3075. La novation par substitution de débiteur exige cependant la réunion de trois conditions. D’abord, il doit y avoir un nouveau débiteur qui se substitue à l’ancien. Ensuite, il doit y avoir un consentement express [sic] par le créancier à la novation. Par ailleurs, bien qu’un créancier accepte expressément que la dette soit assumée par un nouveau débiteur, il n’y a pas nécessairement novation, mais plutôt une simple délégation de paiement au sens de l’article 1667 C.c.Q. Dans cette hypothèse, le nouveau débiteur qui est une autre personne sera, avec le débiteur originaire, redevable de la dette due au créancier.

3076.   Pour qu’il y ait novation, le créancier doit exprimer l’intention de décharger le débiteur de son obligation au sens de l’article 1668 C.c.Q. Cette intention de nover peut toutefois être inférée des circonstances ou du comportement des parties. C’est le cas, par exemple lorsqu’il y a incompatibilité entre les obligations engendrées et les recours intentés. […]

3077.   En somme, pour qu’il y ait novation par substitution du débiteur, il doit y avoir une libération par le créancier de l’ancien débiteur de son obligation. Cette dernière condition exige en fait l’approbation du créancier; sans cette formalité, on sera en présence d’une délégation imparfaite. Le débiteur ne peut unilatéralement se faire remplacer par un nouveau débiteur et ainsi causer préjudice à son créancier.

[39]        L’intimée demande que j’écarte, en déterminant s’il y a eu novation, les documents mis en preuve par M. Gingras, car, selon l’intimée, ces documents ont été créés après que la ministre eut refusé la PDTPE. Selon l’intimée, je devrais aussi faire abstraction des témoignages, car ces deniers ne sont pas crédibles.

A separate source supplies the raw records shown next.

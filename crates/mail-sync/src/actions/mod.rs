//! Email actions module
//!
//! Provides action handlers for local flag changes like read/unread and
//! star, which sync must not undo before the server has seen them.

mod handler;

pub use handler::ActionHandler;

[40]        Je suis d’avis que la preuve n’a pas établi que les documents ont été créés postérieurement à la vérification en 2012 à la suite de laquelle la PDTPE réclamée par M. Gingras a été refusée. Au contraire, durant l’audience il a été établi que l’entente du 30 mars 2008 entre M. Gingras et Bol et Gobelet inc. faisait partie intégrante de la déclaration de revenus de 2008 de M. Gingras, produite le 29 avril 2009[3]. En avril 2009, M. Gingras ne pouvait savoir que la ministre refuserait sa réclamation d’une PDTPE.

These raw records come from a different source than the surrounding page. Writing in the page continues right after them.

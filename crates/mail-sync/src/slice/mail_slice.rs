//! A live, windowed view onto a folder's headers
//!
//! The slice holds the headers a consumer is showing, in listing order, and
//! turns storage changes into splice/update events. Its bounds are always
//! the first (newest) and last (oldest) headers it holds.

use std::fmt;

use super::consumer::{SliceConsumer, SliceEvent, SliceFlags, SliceStatus};
use crate::models::{HeaderInfo, Keyed, SortKey};

/// Handle for a slice bound to a folder
#[derive(Debug, Clone, Copy, PartialEq, Eq, Hash, PartialOrd, Ord)]
pub struct SliceId(pub u64);

impl fmt::Display for SliceId {
    fn fmt(&self, f: &mut fmt::Formatter<'_>) -> fmt::Result {
        write!(f, "slice#{}", self.0)
    }
}

/// Direction to grow a slice in
#[derive(Debug, Clone, Copy, PartialEq, Eq)]
pub enum GrowDirection {
    /// Toward more recent messages
    Newer,
    /// Toward older messages
    Older,
}

pub struct MailSlice {
    id: SliceId,
    consumer: Option<Box<dyn SliceConsumer>>,
    headers: Vec<HeaderInfo>,
    desired_headers: usize,
    /// Collecting headers silently; the consumer gets them in one splice
    accumulating: bool,
    /// A request for this slice is in flight
    waiting_on_data: bool,
    flags: SliceFlags,
    status: Option<SliceStatus>,
}

impl MailSlice {
    pub fn new(id: SliceId, consumer: Box<dyn SliceConsumer>, desired_headers: usize) -> Self {
        Self {
            id,
            consumer: Some(consumer),
            headers: Vec::new(),
            desired_headers,
            accumulating: false,
            waiting_on_data: false,
            flags: SliceFlags::default(),
            status: None,
        }
    }

    pub fn id(&self) -> SliceId {
        self.id
    }

    pub fn headers(&self) -> &[HeaderInfo] {
        &self.headers
    }

    pub fn len(&self) -> usize {
        self.headers.len()
    }

    pub fn is_empty(&self) -> bool {
        self.headers.is_empty()
    }

    pub fn desired_headers(&self) -> usize {
        self.desired_headers
    }

    pub fn set_desired_headers(&mut self, desired: usize) {
        self.desired_headers = desired;
    }

    pub fn is_accumulating(&self) -> bool {
        self.accumulating
    }

    pub fn set_accumulating(&mut self, accumulating: bool) {
        self.accumulating = accumulating;
    }

    pub fn set_waiting_on_data(&mut self, waiting: bool) {
        self.waiting_on_data = waiting;
    }

    pub fn flags(&self) -> SliceFlags {
        self.flags
    }

    pub fn status(&self) -> Option<SliceStatus> {
        self.status
    }

    pub fn is_dead(&self) -> bool {
        self.consumer.is_none()
    }

    /// Newest header held
    pub fn end_key(&self) -> Option<SortKey> {
        self.headers.first().map(Keyed::sort_key)
    }

    /// Oldest header held
    pub fn start_key(&self) -> Option<SortKey> {
        self.headers.last().map(Keyed::sort_key)
    }

    /// True when `key` lies within the slice's bounds, inclusive
    pub fn covers(&self, key: SortKey) -> bool {
        match (self.end_key(), self.start_key()) {
            (Some(end), Some(start)) => end <= key && key <= start,
            _ => false,
        }
    }

    fn search(&self, key: SortKey) -> Result<usize, usize> {
        self.headers.binary_search_by(|h| h.sort_key().cmp(&key))
    }

    fn emit(&mut self, event: SliceEvent) {
        if let Some(consumer) = self.consumer.as_mut() {
            consumer.deliver(event);
        }
    }

    fn splice(&mut self, index: usize, remove_count: usize, added: Vec<HeaderInfo>, more: bool) {
        let waiting = self.waiting_on_data;
        self.emit(SliceEvent::Splice {
            index,
            remove_count,
            added,
            requested: waiting,
            more_expected: waiting || more,
        });
    }

    /// A header was stored that falls in (or next to) this slice.
    ///
    /// Once the slice holds `desired_headers`, a header that would land past
    /// the tail is dropped: only an explicit grow makes a slice longer. A
    /// header landing inside pushes the oldest one out instead.
    pub fn on_header_added(&mut self, header: &HeaderInfo, sync_driven: bool) {
        if self.is_dead() {
            return;
        }
        let idx = match self.search(header.sort_key()) {
            Ok(idx) => {
                // Already known, e.g. a resync re-reporting it
                self.on_existing_header(idx, header);
                return;
            }
            Err(idx) => idx,
        };

        let len = self.headers.len();
        if len >= self.desired_headers && idx == len && !self.accumulating {
            log::trace!("{}: dropping header {} past the tail", self.id, header.id);
            return;
        }

        log::trace!(
            "{}: header {} added at {} ({})",
            self.id,
            header.id,
            idx,
            if sync_driven { "sync" } else { "passive" }
        );
        self.headers.insert(idx, header.clone());
        if self.accumulating {
            return;
        }
        self.splice(idx, 0, vec![header.clone()], false);

        if self.headers.len() > self.desired_headers {
            let tail = self.headers.len() - 1;
            self.headers.truncate(tail);
            self.splice(tail, 1, Vec::new(), false);
        }
    }

    fn on_existing_header(&mut self, idx: usize, header: &HeaderInfo) {
        if self.headers[idx] == *header {
            return;
        }
        self.headers[idx] = header.clone();
        if !self.accumulating {
            self.emit(SliceEvent::Update {
                index: idx,
                header: header.clone(),
            });
        }
    }

    /// A header this slice may hold changed (flags, snippet)
    pub fn on_header_modified(&mut self, header: &HeaderInfo) {
        if self.is_dead() {
            return;
        }
        if let Ok(idx) = self.search(header.sort_key()) {
            self.on_existing_header(idx, header);
        }
    }

    /// A header this slice may hold was deleted
    pub fn on_header_removed(&mut self, header: &HeaderInfo) {
        if self.is_dead() {
            return;
        }
        if let Ok(idx) = self.search(header.sort_key()) {
            self.headers.remove(idx);
            if !self.accumulating {
                self.splice(idx, 1, Vec::new(), false);
            }
        }
    }

    /// Add a run of headers that is contiguous with the slice's content.
    ///
    /// `insert_at` None appends at the tail.
    pub fn batch_append(&mut self, headers: Vec<HeaderInfo>, insert_at: Option<usize>, more_coming: bool) {
        if self.is_dead() || headers.is_empty() {
            return;
        }
        let idx = insert_at.unwrap_or(self.headers.len()).min(self.headers.len());
        let fresh: Vec<HeaderInfo> = headers
            .into_iter()
            .filter(|h| self.search(h.sort_key()).is_err())
            .collect();
        if fresh.is_empty() {
            return;
        }
        self.headers.splice(idx..idx, fresh.iter().cloned());
        if !self.accumulating {
            self.emit(SliceEvent::Splice {
                index: idx,
                remove_count: 0,
                added: fresh,
                requested: true,
                more_expected: more_coming,
            });
        }
    }

    /// The consumer reports the range it still shows; drop everything else.
    ///
    /// Indices may be stale, so the ids are authoritative: if the header at
    /// an index doesn't match, it is looked up by id.
    pub fn note_ranges(&mut self, first_index: usize, first_id: u64, last_index: usize, last_id: u64) {
        if self.is_dead() {
            return;
        }
        let mut first = first_index;
        if self.headers.get(first).is_none_or(|h| h.id != first_id) {
            first = self.headers.iter().position(|h| h.id == first_id).unwrap_or(0);
        }
        let mut last = last_index;
        if self.headers.get(last).is_none_or(|h| h.id != last_id) {
            match self.headers.iter().rposition(|h| h.id == last_id) {
                Some(pos) => last = pos,
                None if last >= self.headers.len() => {
                    last = self.headers.len().saturating_sub(1);
                }
                None => {}
            }
        }
        if self.headers.is_empty() {
            return;
        }

        // High end first so the low-end indices stay valid
        if last + 1 < self.headers.len() {
            self.flags.at_bottom = false;
            self.flags.user_can_grow_downwards = false;
            let del = self.headers.len() - last - 1;
            self.desired_headers = self.desired_headers.saturating_sub(del);
            self.headers.truncate(last + 1);
            if !self.accumulating {
                self.emit(SliceEvent::Splice {
                    index: last + 1,
                    remove_count: del,
                    added: Vec::new(),
                    requested: true,
                    more_expected: first > 0,
                });
            }
        }
        if first > 0 && first < self.headers.len() {
            self.flags.at_top = false;
            self.desired_headers = self.desired_headers.saturating_sub(first);
            self.headers.drain(..first);
            if !self.accumulating {
                self.emit(SliceEvent::Splice {
                    index: 0,
                    remove_count: first,
                    added: Vec::new(),
                    requested: true,
                    more_expected: false,
                });
            }
        }
    }

    /// Report progress to the consumer.
    ///
    /// With `flush_accumulated`, an accumulating slice is trimmed to
    /// `desired_headers` and everything it collected goes out as one splice.
    pub fn set_status(
        &mut self,
        status: SliceStatus,
        requested: bool,
        more_expected: bool,
        flush_accumulated: bool,
    ) {
        if self.is_dead() {
            return;
        }
        self.status = Some(status);
        if status != SliceStatus::Synchronizing {
            self.waiting_on_data = false;
        }
        if flush_accumulated && self.accumulating {
            self.headers.truncate(self.desired_headers);
            self.accumulating = false;
            let all = self.headers.clone();
            self.emit(SliceEvent::Splice {
                index: 0,
                remove_count: 0,
                added: all,
                requested,
                more_expected,
            });
        }
        self.emit(SliceEvent::Status {
            status,
            requested,
            more_expected,
        });
    }

    /// Store and publish new position flags
    pub fn update_flags(&mut self, flags: SliceFlags) {
        if self.is_dead() {
            return;
        }
        self.flags = flags;
        self.emit(SliceEvent::Flags(flags));
    }

    /// Throw away all content before turning a refresh into a full sync
    pub fn reset_headers(&mut self) {
        if self.headers.is_empty() {
            return;
        }
        let count = self.headers.len();
        self.headers.clear();
        if !self.accumulating {
            self.emit(SliceEvent::Splice {
                index: 0,
                remove_count: count,
                added: Vec::new(),
                requested: false,
                more_expected: true,
            });
        }
    }

    /// Drop headers collected in accumulate mode without showing them
    pub fn discard_accumulated(&mut self) {
        if self.accumulating {
            self.headers.clear();
            self.accumulating = false;
        }
    }

    /// Stop delivering events. Storage forgets the slice separately.
    pub fn die(&mut self) {
        self.consumer = None;
    }
}

impl fmt::Debug for MailSlice {
    fn fmt(&self, f: &mut fmt::Formatter<'_>) -> fmt::Result {
        f.debug_struct("MailSlice")
            .field("id", &self.id)
            .field("len", &self.headers.len())
            .field("desired_headers", &self.desired_headers)
            .field("accumulating", &self.accumulating)
            .field("flags", &self.flags)
            .field("dead", &self.is_dead())
            .finish()
    }
}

[41]        De toute manière, tel que l’a indiqué l’auteur Vincent Karim, il n’est pas obligatoire que la novation soit constatée par écrit. L’intention de nover peut être inférée des circonstances ou du comportement des parties.

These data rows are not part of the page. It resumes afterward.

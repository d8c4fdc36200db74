//! A folder's stored messages, sync coverage and bound slices
//!
//! `FolderStorage` is the single point of mutation for a folder. Every change
//! goes through the header and body block stores and is reported to the
//! affected slices synchronously, before the call returns. Block writes are
//! buffered in dirty blocks until `flush`; `run_after_deferred_calls` runs its
//! callback only once they are durable.
//!
//! Slice routing for a stored header:
//! - the slice a sync is currently filling sees every header the sync touches
//! - other slices see changes inside their bounds, plus new messages above
//!   their newest header when that header was the newest one known

use anyhow::{Context, Result, anyhow};
use std::collections::{BTreeSet, HashMap};
use std::sync::Arc;

use super::accuracy::{AccuracyTracker, RefreshGap};
use super::block_store::BlockStore;
use super::invariant::violation;
use super::{FlushBatch, MailDb};
use crate::config::{StorageConfig, SyncConfig, SyncSettings};
use crate::date::{DAY_MILLIS, DateWindow, OLDEST_SYNC_DATE, make_days_ago, make_days_before, quantize_date, tomorrow};
use crate::models::{
    BodyInfo, FolderMeta, HeaderInfo, Keyed, PendingFlagEdits, PersistedFolderInfo, SortKey,
};
use crate::slice::{GrowDirection, MailSlice, SliceConsumer, SliceFlags, SliceId, SliceStatus};
use crate::sync::timing;

/// How a requested sync should be run
#[derive(Debug, Clone, Copy, PartialEq, Eq)]
pub enum SyncKind {
    /// Re-check what a slice already shows. Overflowing the bisection limit
    /// aborts it in favour of a fresh sync from now.
    Refresh,
    /// Sync the window, then keep stepping into the past while the slice
    /// wants more headers
    Deepen { accumulate: bool },
    /// Sync exactly the window and stop
    Limited,
}

/// A sync a slice operation needs before it can complete
#[derive(Debug, Clone, Copy, PartialEq, Eq)]
pub struct SyncRequest {
    pub slice_id: SliceId,
    pub window: DateWindow,
    pub kind: SyncKind,
}

pub struct FolderStorage {
    meta: FolderMeta,
    db: Arc<dyn MailDb>,
    storage_config: StorageConfig,
    sync_config: SyncConfig,
    headers: BlockStore<HeaderInfo>,
    bodies: BlockStore<BodyInfo>,
    accuracy: AccuracyTracker,
    next_header_id: u64,
    /// Accuracy ranges or the id counter changed since the last flush
    info_dirty: bool,
    slices: Vec<MailSlice>,
    next_slice_id: u64,
    /// The slice a deepening or limited sync is filling
    cur_sync_slice: Option<SliceId>,
    pending_flags: HashMap<u64, PendingFlagEdits>,
    body_blocks_since_purge: usize,
    purge_due: bool,
}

[42]        À cet égard, le juge Baudouin de la Cour d’appel du Québec, dans la décision Banque Laurentienne du Canada c Mackay[4], énonce bien que la novation ne se présume pas, mais qu’elle peut tout de même être tacite et qu’il n’est pas nécessaire qu’elle soit constatée par écrit. Au paragraphe 24 de la décision, il écrit ce qui suit :

[24]   Certes, si la novation ne se présume pas, elle peut, malgré tout, être tacite (par exemple, résulter du comportement ou de la conduite du créancier qui démontre clairement son intention de décharger le débiteur original. (Voir: Rémy c. Gagnon, [1971] C.A. 554 p. 557; Nadeau-Mercier c. Barbeau, [1988 CanLII 555 (QC CA),] [1988] R.J.Q. 1159 (C.A.); Trust Général du Canada c. Immeubles Restau-bar inc., J.E. 94-706 (C.S.); Trust Royal c. Entreprises B.M. St-Jean, [1997 CanLII 8959 (QC CS),] J.E. 97-1158 (C.S.); Caisse Populaire Desjardins c. Auclair, [1998 CanLII 11729 (QC CS),] R.E.J.B. 1998-09747 (C.S.); Banque Laurentienne du Canada c. Adeclat,  J.E. 99-1643 (C.S.); [1999 CanLII 12173 (QC CS),] R.E.J.B. 1999-13740 (C.S.).) Cependant, là encore, l’intention de ce faire ne doit pas être équivoque et, en cas de doute, on doit préférer la solution contraire qui préserve les droits au créancier. Il n’est sûrement pas nécessaire, par contre, que la novation soit formellement constatée par un écrit.

[43]        Je suis d’avis que les témoignages de M. Gingras et de Mme Gingras ont été clairs quant à l’intention de nover. La crédibilité des témoins, soit M. Gingras, Mme Gingras et M. Gilles Gingras, n’a pas été mise en doute lors de l’audience.

[44]        M. Gingras et Mme Gingras ont tous les deux témoigné qu’ils s’étaient entendus qu’avec l’incorporation de Bol et Goblet inc. en 2008 Mme Gingras serait libérée de toutes les dettes antérieures à 2008 relatives à l’entreprise Bol et Gobelet enregistrée. Il ressort également de la preuve que M. Gingras a consenti à ce que la société Bol et Gobelet inc. assume tous les actifs et passifs de Mme Gingras, incluant ceux de l’année 2007, et à ce que la société Bol et Gobelet inc. soit substituée à l’ancienne débitrice, Mme Gingras.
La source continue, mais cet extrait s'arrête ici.